● **Aim of the task**: Lines in the listing below containing the string "Broadcaster" are to be identified and copied.

● **Data in this exercise**:
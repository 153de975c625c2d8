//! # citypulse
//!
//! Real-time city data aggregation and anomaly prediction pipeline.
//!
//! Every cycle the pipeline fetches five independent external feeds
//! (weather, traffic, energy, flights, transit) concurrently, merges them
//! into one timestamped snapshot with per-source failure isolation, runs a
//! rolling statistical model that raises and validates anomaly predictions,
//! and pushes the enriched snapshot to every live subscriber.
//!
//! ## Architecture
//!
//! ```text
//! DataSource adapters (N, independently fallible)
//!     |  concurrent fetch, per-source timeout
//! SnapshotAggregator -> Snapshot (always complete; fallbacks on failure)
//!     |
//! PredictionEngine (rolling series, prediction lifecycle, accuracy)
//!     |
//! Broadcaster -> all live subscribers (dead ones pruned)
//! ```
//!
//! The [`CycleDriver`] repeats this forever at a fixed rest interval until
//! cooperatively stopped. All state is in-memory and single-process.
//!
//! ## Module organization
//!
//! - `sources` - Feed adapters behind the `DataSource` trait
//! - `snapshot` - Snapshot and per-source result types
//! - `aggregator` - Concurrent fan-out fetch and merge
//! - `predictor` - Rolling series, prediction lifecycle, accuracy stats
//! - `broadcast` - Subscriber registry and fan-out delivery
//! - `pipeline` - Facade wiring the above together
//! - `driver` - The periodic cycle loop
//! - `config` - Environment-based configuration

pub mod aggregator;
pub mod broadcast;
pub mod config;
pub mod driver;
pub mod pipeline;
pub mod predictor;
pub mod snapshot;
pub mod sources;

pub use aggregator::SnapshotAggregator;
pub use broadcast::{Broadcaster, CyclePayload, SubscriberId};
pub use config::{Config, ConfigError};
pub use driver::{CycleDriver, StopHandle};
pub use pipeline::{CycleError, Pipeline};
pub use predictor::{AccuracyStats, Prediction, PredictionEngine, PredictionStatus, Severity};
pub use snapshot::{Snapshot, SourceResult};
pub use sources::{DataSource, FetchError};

● **Expected answer**:
//! Broadcaster -> all live subscribers (dead ones pruned)
pub use broadcast::{Broadcaster, CyclePayload, SubscriberId};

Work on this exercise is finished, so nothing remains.